Hispidin, a phenolic compound from Phellinus linteus (a medicinal mushroom), has been shown to possess strong
anti-oxidant, anti-
cancer, anti-diabetic, and anti-
dementia properties. However, the cardioprotective efficacy of
hispidin has not yet been investigated. In the present study, we investigated the protective effect of
hispidin against oxidative stress-induced apoptosis in H9c2 cardiomyoblast cells and neonatal rat ventricular myocytes.
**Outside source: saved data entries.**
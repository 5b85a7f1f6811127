//! Error types for the Caesar toolkit.

use thiserror::Error;

/// Errors produced by the Caesar toolkit.
///
/// Every operation over well-formed text is total; errors only come from
/// caller-supplied arguments that cannot be interpreted.
#[derive(Debug, Clone, PartialEq, Eq, Error)]
pub enum CipherError {
    /// An argument could not be interpreted (e.g. a key that is not an integer).
    #[error("Invalid argument: {0}")]
    InvalidArgument(String),
    /// The text is shorter than the minimum length required for analysis.
    #[error("Input must be at least {min} characters long (got {actual})")]
    InputTooShort { min: usize, actual: usize },
}

#[cfg(test)]
mod tests {
    use super::*;

    #[test]
    fn test_display_invalid_argument() {
        let err = CipherError::InvalidArgument("key 'x' is not an integer".to_string());
        assert_eq!(
            format!("{}", err),
            "Invalid argument: key 'x' is not an integer"
        );
    }

    #[test]
    fn test_display_input_too_short() {
        let err = CipherError::InputTooShort { min: 16, actual: 3 };
        assert_eq!(
            format!("{}", err),
            "Input must be at least 16 characters long (got 3)"
        );
    }

    #[test]
    fn test_error_equality() {
        assert_eq!(
            CipherError::InputTooShort { min: 16, actual: 3 },
            CipherError::InputTooShort { min: 16, actual: 3 }
        );
        assert_ne!(
            CipherError::InputTooShort { min: 16, actual: 3 },
            CipherError::InvalidArgument(String::new())
        );
    }

    #[test]
    fn test_error_clone() {
        let err = CipherError::InvalidArgument("abc".to_string());
        let cloned = err.clone();
        assert_eq!(err, cloned);
    }
}
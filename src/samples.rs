//! Built-in sample inputs.
//!
//! Each sample feeds one of the toolkit's operations: a mixed
//! digit/letter string for the classifier, a ROT13 cryptogram for the key
//! search, and a snippet encrypted under the derived key.

/// Mixed digit/letter string for [`classify`](crate::classify).
pub const CLASSIFIER_SAMPLE: &str = "56aAww1984sktr235270aYmn145ss785fsq31D0";

/// Upper-case cryptogram; readable under key 13.
pub const CRYPTOGRAM: &str = "\
VZ FRYSVFU VZCNGVRAG NAQ N YVGGYR VAFRPHER V ZNXR ZVFGNXRF V NZ BHG BS PBAGEBY
NAQNG GVZRF UNEQ GB UNAQYR OHG VS LBH PNAG UNAQYR ZR NG ZL JBEFG GURA LBH FHER NF
URYYQBAQ QRFPNEIR ZR NG ZL ORFG ZNEVYLA ZBAEBR
";

/// Short program listing encrypted under the derived key.
pub const ENCRYPTED_SNIPPET: &str = "\
tybony_inevnoyr = 100
zl_qvpg = {'xrl1': 'inyhr1', 'xrl2': 'inyhr2', 'xrl3': 'inyhr3'}

qrs cebprff_ahzoref():
    tybony tybony_inevnoyr
    ybpny_inevnoyr = 5
    ahzoref = [1, 2, 3, 4, 5]

    juvyr ybpny_inevnoyr > 0:
        vs ybpny_inevnoyr % 2 == 0:
            ahzoref.erzbir(ybpny_inevnoyr)
        ybpny_inevnoyr -= 1

    erghea ahzoref

zl_frg = {1, 2, 3, 4, 5, 5, 4, 3, 2, 1}
erfhyg = cebprff_ahzoref(ahzoref=zl_frg)

qrs zbqvsl_qvpg():
    ybpny_inevnoyr = 10
    zl_qvpg['xrl4'] = ybpny_inevnoyr

zbqvsl_qvpg(5)

qrs hcqngr_tybony():
    tybony tybony_inevnoyr
    tybony_inevnoyr += 10

    sbe v va enatr(5):
        cevag(v)
        v += 1

    vs zl_frg vf abg Abar naq zl_qvpg['xrl4'] == 10:
        cevag(\"Pbaqvgvba zrg!\")

    vs 5 abg va zl_qvpg:
        cevag(\"5 abg sbhaq va gur qvpgvbanel!\")

    cevag(tybony_inevnoyr)

    cevag(zl_qvpg)
    cevag(zl_frg)
";
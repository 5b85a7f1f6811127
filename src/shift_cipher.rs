//! ShiftCipher: Caesar shift over the 26-letter Latin alphabet.
//!
//! Each ASCII letter is moved `key` places along its own case's alphabet,
//! wrapping modulo 26. Everything else (digits, punctuation, whitespace,
//! non-ASCII scalars) passes through untouched.

use crate::key::CipherKey;

/// Alphabet base for an ASCII letter, `None` for any other character.
fn alphabet_base(c: char) -> Option<u8> {
    if c.is_ascii_uppercase() {
        Some(b'A')
    } else if c.is_ascii_lowercase() {
        Some(b'a')
    } else {
        None
    }
}

/// Shifts a single character forward by `shift` places (`shift` in `[0, 25]`).
fn shift_char(c: char, shift: u8) -> char {
    match alphabet_base(c) {
        Some(base) => {
            let offset = c as u8 - base;
            (base + (offset + shift) % 26) as char
        }
        None => c,
    }
}

/// Encodes `text` by shifting every ASCII letter forward by `key`.
///
/// The key does not need to be normalized: negative keys shift backwards
/// and keys beyond 26 wrap.
///
/// # Examples
///
/// ```
/// use caesar_toolkit::{encode, CipherKey};
///
/// assert_eq!(encode("Hello, World!", CipherKey::new(3)), "Khoor, Zruog!");
/// assert_eq!(encode("abc", CipherKey::new(-1)), "zab");
/// ```
pub fn encode(text: &str, key: CipherKey) -> String {
    let shift = key.normalized();
    if shift == 0 {
        return text.to_owned();
    }
    text.chars().map(|c| shift_char(c, shift)).collect()
}

/// Decodes `text` encoded with `key`; equivalent to `encode(text, -key)`.
///
/// # Examples
///
/// ```
/// use caesar_toolkit::{decode, CipherKey};
///
/// assert_eq!(decode("Khoor, Zruog!", CipherKey::new(3)), "Hello, World!");
/// ```
pub fn decode(text: &str, key: CipherKey) -> String {
    encode(text, key.inverse())
}

/// Caesar cipher bound to a default key.
///
/// [`CaesarCipher::new`] derives the key once with
/// [`derive_key`](crate::key::derive_key); the key is then reused for every
/// call that does not supply its own.
#[derive(Debug, Clone, Copy, PartialEq, Eq)]
pub struct CaesarCipher {
    key: CipherKey,
}

impl Default for CaesarCipher {
    fn default() -> Self {
        Self::new()
    }
}

impl CaesarCipher {
    /// Creates a cipher holding the derived key.
    ///
    /// # Examples
    ///
    /// ```
    /// use caesar_toolkit::CaesarCipher;
    ///
    /// let cipher = CaesarCipher::new();
    /// assert_eq!(cipher.key().value(), 13);
    /// ```
    pub fn new() -> Self {
        Self::with_key(CipherKey::derived())
    }

    /// Creates a cipher holding an explicit key.
    pub fn with_key(key: CipherKey) -> Self {
        CaesarCipher { key }
    }

    /// Returns the default key.
    pub fn key(&self) -> CipherKey {
        self.key
    }

    /// Encrypts `text` with `key`, or with the default key when `None`.
    pub fn encrypt(&self, text: &str, key: Option<CipherKey>) -> String {
        encode(text, key.unwrap_or(self.key))
    }

    /// Decrypts `text` with `key`, or with the default key when `None`.
    pub fn decrypt(&self, text: &str, key: Option<CipherKey>) -> String {
        decode(text, key.unwrap_or(self.key))
    }
}
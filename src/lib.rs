//! Classical Caesar shift cipher toolkit.
//!
//! Pure, stateless transforms over in-memory strings: a deterministic key
//! derivation, shift encoding/decoding over the 26-letter Latin alphabet,
//! exhaustive key search, and ASCII character classification. The crate
//! performs no console or file I/O; the `caesar` binary is the calling layer.
//!
//! # Architecture
//!
//! ```text
//! derive_key   (accumulate → converge, always 13)
//!     ↓ CipherKey
//! encode/decode (per-character shift, case preserved, mod 26)
//!     ↑ called 25 times
//! brute_force  (keys 1..=25, ascending, unscored)
//!
//! classify     (independent: digits / letters / even digits / uppercase)
//! ```
//!
//! # Examples
//!
//! Encode and decode with the derived key:
//!
//! ```
//! use caesar_toolkit::{decode, derive_key, encode, CipherKey};
//!
//! let key = CipherKey::new(derive_key());
//! let secret = encode("Attack at dawn", key);
//! assert_eq!(secret, "Nggnpx ng qnja");
//! assert_eq!(decode(&secret, key), "Attack at dawn");
//! ```
//!
//! Search every key and inspect the candidates:
//!
//! ```
//! use caesar_toolkit::brute_force;
//!
//! let result = brute_force("Khoor");
//! for candidate in &result {
//!     println!("{}", candidate);
//! }
//! assert_eq!(result.get(3).unwrap().text, "Hello");
//! ```

#![deny(clippy::all)]

pub mod error;

pub mod classifier;
pub mod key;
pub mod key_search;
pub mod samples;
pub mod shift_cipher;

pub use classifier::{
    classify, classify_char, classify_sample, CharClass, Classification, MIN_SAMPLE_LEN,
};
pub use error::CipherError;
pub use key::{derive_key, CipherKey};
pub use key_search::{brute_force, Candidate, KeySearchResult};
pub use shift_cipher::{decode, encode, CaesarCipher};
While the treatment of H9c2 cardiomyoblast cells with
hydrogen peroxide caused a loss of cell viability and an increase in the number of apoptotic cells,
hispidin significantly protected the cells against
hydrogen peroxide-induced cell death without any cytotoxicity as determined by XTT assay, LDH release assay,
Hoechst 33342 assay, and Western blotting of apoptosis
proteins such as
caspase-3, Bax, and Bcl-2. Our data also shows that
hispidin significantly scavenged intracellular ROS, and markedly enhanced the expression of
antioxidant enzymes such as
heme oxygenase-1 and
catalase, which was accompanied by the concomitant activation of Akt/GSK-3β and ERK1/2 phosphorylation in H9c2 cardiomyoblast cells. The effects of
hispidin on Akt and ERK phosphorylation were abrogated by
LY294002 (a PI3K/Akt inhibitor) and
U0126 (an ERK1/2 inhibitor). The effect of
hispidin on GSK-3b activities was also blocked by
LY294002. Furthermore, inhibiting the Akt/GSK-3β and ERK1/2 pathway by these inhibitors significantly reversed the
hispidin-induced Bax and Bcl-2 expression, apoptosis induction, and ROS production. These findings indicate that
hispidin protects against apoptosis in H9c2 cardiomyoblast cells exposed to
hydrogen peroxide through reducing intracellular ROS production, regulating apoptosis-related
proteins, and the activation of the Akt/GSK-3β and ERK1/2 signaling pathways.